§ What the task asks:
Your answer must consist of every line from the data below that includes the word "exists".

==== Supplied records

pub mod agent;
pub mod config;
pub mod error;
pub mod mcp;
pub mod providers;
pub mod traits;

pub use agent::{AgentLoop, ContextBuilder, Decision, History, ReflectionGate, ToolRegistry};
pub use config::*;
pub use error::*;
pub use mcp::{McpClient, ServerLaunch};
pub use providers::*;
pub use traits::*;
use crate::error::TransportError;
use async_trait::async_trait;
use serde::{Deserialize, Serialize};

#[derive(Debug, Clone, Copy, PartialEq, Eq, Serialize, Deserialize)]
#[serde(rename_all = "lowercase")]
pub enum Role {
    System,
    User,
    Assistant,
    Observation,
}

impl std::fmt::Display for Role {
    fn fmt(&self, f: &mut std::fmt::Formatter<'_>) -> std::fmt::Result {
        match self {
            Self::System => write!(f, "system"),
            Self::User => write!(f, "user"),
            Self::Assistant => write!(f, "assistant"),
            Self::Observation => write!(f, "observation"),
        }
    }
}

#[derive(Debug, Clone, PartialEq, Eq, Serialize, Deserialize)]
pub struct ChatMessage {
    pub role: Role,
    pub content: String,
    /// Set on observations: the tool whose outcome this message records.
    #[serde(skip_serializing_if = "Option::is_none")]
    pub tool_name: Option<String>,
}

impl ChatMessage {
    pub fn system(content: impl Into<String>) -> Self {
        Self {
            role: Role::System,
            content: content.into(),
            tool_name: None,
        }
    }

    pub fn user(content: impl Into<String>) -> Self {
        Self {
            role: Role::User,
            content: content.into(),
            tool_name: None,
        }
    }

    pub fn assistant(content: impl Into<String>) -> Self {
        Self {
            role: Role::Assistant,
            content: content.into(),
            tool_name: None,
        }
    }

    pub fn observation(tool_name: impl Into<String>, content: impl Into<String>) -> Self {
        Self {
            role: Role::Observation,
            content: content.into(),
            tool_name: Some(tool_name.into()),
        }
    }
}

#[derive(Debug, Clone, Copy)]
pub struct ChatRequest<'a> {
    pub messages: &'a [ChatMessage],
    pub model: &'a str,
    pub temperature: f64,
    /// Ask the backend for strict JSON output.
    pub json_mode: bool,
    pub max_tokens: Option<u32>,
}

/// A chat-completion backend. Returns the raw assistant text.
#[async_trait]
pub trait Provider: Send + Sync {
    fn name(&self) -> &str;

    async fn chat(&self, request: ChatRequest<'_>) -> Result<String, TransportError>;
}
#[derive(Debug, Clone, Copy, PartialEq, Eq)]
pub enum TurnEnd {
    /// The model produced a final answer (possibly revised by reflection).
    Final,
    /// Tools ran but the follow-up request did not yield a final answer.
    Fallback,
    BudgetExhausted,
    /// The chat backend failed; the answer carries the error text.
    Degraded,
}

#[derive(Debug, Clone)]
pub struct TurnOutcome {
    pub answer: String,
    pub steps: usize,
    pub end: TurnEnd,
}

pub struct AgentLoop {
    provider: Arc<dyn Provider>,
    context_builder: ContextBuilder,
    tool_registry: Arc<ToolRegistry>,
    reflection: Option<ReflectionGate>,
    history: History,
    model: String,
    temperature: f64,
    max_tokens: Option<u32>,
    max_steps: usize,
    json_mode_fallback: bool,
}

========
==== Supplied records

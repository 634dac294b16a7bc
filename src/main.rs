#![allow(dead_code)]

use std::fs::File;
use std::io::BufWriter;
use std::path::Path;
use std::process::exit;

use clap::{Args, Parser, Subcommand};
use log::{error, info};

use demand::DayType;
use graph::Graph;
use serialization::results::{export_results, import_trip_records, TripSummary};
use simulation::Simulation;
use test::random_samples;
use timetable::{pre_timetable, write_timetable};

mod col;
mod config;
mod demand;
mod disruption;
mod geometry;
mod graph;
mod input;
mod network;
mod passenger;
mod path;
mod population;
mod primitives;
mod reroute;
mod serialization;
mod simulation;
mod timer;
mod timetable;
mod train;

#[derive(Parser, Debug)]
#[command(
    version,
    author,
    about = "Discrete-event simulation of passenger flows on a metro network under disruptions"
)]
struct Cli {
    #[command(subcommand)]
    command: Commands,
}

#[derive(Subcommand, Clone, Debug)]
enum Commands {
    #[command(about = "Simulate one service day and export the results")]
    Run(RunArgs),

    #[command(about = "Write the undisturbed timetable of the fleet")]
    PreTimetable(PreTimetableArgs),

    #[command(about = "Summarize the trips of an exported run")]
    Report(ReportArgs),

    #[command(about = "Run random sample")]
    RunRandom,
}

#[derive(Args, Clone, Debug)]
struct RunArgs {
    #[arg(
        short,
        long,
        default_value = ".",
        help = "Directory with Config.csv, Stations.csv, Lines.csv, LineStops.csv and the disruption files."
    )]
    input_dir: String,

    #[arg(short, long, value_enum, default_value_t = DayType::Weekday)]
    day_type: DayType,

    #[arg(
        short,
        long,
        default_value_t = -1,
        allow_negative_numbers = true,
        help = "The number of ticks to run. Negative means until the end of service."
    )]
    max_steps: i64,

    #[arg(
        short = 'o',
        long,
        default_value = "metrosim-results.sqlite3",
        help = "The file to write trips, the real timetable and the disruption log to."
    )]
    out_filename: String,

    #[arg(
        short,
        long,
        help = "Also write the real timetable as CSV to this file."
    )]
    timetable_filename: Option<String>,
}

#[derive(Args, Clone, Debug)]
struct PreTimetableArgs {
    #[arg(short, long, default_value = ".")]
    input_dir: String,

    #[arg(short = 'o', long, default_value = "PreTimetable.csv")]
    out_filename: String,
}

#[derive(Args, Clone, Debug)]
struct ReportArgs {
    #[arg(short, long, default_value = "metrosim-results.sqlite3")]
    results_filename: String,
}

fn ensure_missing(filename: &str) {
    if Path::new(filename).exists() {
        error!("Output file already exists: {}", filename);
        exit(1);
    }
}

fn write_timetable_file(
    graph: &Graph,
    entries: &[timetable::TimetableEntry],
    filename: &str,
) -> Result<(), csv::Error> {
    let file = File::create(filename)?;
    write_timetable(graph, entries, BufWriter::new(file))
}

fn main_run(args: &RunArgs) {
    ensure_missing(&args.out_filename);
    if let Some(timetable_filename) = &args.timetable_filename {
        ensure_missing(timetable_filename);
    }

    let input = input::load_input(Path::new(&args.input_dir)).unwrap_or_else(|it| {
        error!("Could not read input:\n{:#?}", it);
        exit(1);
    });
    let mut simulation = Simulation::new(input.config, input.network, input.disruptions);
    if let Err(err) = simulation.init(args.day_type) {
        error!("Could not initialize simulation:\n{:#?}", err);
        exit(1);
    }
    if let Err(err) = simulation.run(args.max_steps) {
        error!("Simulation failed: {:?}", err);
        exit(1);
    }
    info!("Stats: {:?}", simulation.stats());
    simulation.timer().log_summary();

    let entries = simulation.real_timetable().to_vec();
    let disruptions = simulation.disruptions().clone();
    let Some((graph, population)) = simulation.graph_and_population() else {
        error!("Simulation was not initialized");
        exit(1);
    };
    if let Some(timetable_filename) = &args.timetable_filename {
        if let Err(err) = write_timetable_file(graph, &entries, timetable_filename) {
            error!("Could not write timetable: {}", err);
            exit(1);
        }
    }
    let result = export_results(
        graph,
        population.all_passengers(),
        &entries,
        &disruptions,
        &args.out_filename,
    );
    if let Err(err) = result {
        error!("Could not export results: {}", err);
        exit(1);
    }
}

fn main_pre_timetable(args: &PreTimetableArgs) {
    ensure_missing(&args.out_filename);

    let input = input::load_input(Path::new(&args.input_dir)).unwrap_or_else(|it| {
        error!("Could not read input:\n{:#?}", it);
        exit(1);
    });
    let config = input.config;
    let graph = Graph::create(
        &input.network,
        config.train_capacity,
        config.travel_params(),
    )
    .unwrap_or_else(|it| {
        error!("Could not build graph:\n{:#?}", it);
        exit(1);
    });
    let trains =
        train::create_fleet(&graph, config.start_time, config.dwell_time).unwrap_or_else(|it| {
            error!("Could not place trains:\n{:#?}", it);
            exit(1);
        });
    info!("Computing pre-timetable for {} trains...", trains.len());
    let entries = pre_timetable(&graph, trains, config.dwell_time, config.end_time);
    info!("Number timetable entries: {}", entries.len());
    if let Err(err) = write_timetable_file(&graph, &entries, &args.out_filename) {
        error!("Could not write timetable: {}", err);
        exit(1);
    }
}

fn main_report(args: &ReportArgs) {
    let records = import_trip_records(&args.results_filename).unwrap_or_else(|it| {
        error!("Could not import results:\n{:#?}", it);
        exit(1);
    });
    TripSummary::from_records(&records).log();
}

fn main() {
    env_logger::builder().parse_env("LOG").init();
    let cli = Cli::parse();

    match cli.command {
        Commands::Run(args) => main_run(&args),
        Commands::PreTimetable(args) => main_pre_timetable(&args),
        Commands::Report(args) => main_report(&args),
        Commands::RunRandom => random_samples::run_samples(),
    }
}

========
==== Supplied records

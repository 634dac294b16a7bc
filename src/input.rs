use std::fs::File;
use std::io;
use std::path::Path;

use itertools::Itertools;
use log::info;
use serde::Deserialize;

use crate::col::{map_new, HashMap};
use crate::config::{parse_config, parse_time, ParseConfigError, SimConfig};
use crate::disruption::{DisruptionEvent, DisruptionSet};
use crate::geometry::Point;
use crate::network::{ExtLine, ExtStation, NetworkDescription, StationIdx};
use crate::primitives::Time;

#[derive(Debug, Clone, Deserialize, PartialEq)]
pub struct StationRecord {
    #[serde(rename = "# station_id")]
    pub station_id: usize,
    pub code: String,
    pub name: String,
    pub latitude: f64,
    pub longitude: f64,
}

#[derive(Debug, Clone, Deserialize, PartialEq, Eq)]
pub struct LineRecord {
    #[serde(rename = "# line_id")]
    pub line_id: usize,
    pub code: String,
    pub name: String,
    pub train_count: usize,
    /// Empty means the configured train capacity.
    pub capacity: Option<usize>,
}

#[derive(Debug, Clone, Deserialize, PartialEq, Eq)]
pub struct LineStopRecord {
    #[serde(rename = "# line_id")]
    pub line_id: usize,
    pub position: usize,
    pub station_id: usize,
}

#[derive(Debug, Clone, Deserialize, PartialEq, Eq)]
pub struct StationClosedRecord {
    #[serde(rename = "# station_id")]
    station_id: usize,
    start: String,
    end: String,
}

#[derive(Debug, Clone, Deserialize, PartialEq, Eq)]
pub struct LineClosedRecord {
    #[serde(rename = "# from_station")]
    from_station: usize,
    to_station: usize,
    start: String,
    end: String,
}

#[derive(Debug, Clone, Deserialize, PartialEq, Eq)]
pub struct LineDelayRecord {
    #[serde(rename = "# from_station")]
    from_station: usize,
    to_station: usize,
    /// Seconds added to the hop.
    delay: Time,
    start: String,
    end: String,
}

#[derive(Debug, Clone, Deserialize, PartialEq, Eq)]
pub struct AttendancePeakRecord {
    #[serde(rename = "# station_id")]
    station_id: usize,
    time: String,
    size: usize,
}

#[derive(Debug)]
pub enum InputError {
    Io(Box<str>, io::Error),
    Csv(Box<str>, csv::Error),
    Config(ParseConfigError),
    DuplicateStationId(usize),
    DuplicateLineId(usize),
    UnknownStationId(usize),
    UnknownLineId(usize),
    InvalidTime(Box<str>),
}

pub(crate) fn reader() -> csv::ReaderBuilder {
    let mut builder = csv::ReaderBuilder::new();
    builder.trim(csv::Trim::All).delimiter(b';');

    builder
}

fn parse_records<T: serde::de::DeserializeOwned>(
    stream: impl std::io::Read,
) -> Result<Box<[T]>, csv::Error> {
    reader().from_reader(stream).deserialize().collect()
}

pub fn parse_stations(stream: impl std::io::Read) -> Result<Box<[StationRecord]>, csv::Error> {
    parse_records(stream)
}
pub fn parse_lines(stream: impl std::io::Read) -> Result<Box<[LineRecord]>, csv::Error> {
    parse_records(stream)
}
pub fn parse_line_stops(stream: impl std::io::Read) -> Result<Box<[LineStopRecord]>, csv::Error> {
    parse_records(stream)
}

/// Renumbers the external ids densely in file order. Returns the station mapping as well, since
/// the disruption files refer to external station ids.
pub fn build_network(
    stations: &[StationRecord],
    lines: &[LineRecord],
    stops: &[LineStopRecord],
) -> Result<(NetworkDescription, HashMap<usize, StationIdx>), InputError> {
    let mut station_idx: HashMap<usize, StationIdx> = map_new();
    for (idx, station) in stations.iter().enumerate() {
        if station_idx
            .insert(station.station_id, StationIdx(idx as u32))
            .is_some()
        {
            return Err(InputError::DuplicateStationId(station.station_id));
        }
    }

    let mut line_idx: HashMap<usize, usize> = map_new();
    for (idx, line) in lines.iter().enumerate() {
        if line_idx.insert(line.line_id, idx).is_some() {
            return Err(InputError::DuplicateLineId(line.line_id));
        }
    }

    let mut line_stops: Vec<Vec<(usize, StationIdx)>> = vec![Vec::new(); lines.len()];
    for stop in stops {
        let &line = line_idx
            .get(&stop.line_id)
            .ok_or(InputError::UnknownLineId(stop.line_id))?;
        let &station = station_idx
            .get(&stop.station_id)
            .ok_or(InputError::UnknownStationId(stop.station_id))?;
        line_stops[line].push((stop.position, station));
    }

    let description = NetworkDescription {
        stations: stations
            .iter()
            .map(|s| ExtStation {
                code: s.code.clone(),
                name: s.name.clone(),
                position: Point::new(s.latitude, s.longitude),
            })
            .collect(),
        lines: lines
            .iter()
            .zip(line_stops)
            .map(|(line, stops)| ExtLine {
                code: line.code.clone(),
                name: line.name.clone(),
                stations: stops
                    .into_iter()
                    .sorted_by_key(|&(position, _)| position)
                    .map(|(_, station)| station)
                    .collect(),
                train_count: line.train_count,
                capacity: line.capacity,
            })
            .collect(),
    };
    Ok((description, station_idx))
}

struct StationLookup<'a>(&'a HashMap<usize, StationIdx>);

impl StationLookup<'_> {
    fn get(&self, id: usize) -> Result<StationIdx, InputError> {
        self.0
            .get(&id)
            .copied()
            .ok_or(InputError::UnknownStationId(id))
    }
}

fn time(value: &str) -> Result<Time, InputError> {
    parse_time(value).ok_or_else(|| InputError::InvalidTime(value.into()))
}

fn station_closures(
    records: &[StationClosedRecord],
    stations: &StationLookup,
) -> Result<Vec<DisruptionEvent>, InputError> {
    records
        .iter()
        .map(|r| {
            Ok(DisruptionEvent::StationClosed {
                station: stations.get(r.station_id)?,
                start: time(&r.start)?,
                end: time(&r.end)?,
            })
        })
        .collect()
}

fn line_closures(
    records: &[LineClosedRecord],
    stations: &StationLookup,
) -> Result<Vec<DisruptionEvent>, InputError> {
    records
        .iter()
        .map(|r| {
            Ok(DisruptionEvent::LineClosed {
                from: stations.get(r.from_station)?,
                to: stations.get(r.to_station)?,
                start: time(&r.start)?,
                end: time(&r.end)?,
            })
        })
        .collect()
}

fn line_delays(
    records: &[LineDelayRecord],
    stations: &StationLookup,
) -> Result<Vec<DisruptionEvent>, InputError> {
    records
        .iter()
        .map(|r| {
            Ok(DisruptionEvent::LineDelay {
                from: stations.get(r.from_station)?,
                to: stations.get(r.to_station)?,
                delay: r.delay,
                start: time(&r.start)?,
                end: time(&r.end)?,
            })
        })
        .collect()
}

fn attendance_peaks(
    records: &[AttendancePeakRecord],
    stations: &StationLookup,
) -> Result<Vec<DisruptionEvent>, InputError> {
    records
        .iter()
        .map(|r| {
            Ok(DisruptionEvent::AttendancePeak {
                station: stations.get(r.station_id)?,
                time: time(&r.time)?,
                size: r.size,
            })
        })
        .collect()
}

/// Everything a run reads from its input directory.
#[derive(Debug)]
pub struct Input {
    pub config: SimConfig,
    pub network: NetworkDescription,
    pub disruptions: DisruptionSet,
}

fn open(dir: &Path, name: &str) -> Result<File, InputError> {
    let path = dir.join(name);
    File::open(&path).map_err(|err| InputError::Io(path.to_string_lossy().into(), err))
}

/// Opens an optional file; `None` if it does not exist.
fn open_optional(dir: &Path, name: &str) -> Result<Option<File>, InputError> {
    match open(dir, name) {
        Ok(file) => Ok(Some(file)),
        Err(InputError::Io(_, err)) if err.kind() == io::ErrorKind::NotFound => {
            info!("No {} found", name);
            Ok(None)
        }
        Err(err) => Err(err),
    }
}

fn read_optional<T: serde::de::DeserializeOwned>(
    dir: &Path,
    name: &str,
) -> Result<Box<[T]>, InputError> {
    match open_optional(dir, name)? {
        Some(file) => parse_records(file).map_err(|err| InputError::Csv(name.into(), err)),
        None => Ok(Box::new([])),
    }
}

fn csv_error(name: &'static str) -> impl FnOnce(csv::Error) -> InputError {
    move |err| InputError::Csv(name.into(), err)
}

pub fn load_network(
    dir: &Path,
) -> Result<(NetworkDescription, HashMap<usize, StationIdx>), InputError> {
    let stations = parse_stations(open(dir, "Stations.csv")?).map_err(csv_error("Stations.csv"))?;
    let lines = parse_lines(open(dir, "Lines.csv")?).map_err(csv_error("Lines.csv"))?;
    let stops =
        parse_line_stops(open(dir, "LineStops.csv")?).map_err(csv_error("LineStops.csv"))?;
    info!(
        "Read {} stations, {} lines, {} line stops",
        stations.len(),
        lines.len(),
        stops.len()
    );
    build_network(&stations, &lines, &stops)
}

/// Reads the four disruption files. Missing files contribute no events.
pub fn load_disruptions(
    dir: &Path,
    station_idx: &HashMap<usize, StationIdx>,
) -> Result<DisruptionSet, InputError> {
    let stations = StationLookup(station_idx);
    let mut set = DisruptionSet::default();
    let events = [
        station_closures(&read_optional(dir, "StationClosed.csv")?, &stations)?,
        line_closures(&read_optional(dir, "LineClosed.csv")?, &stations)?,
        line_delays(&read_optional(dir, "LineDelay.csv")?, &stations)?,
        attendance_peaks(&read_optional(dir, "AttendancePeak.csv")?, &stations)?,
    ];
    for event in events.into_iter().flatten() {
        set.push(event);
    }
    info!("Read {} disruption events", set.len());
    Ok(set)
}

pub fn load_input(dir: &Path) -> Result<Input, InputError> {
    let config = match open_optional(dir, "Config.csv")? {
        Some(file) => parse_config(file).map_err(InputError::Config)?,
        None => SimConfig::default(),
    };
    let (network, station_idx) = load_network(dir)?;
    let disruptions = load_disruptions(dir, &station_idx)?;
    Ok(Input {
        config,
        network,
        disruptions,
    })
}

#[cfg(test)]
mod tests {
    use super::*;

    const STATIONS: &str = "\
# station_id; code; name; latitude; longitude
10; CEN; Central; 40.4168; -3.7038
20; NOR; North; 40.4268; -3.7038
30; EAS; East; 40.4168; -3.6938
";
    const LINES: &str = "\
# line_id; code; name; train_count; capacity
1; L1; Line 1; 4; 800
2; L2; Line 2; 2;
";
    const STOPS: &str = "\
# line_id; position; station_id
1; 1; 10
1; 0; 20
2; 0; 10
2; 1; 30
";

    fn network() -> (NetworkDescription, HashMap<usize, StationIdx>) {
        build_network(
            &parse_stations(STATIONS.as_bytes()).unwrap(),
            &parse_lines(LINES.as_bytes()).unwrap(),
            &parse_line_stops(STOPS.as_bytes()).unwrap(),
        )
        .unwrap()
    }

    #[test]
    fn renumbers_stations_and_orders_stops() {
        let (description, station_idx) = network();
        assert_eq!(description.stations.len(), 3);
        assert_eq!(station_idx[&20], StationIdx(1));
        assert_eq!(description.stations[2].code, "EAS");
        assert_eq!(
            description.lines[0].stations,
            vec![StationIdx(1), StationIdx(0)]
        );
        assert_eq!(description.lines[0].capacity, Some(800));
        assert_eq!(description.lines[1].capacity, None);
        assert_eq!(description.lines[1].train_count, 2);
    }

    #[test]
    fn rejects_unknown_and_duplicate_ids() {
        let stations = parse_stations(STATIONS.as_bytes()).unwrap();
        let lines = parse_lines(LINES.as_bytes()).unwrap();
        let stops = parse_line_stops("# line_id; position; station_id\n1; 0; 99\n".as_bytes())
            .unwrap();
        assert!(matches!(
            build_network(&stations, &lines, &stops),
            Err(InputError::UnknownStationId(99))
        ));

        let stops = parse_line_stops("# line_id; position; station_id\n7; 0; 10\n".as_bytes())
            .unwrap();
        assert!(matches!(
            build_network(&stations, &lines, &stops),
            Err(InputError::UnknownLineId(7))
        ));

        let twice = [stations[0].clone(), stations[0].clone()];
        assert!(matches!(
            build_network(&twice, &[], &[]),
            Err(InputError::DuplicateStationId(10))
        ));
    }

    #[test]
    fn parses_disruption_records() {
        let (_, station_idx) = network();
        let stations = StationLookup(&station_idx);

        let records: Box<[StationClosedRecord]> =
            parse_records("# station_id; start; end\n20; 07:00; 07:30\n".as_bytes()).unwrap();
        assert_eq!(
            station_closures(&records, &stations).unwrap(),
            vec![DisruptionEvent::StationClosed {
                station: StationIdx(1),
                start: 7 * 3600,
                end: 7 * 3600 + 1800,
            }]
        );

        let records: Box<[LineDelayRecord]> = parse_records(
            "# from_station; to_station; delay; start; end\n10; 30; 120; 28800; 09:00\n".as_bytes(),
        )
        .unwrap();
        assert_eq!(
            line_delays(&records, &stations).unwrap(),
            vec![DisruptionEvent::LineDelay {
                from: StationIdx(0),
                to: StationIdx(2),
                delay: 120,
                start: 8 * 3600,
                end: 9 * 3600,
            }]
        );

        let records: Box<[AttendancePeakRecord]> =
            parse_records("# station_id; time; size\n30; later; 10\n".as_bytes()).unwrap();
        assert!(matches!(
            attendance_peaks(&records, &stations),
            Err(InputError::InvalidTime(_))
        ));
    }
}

========

§ Answer for this exercise:
    if Path::new(filename).exists() {
        error!("Output file already exists: {}", filename);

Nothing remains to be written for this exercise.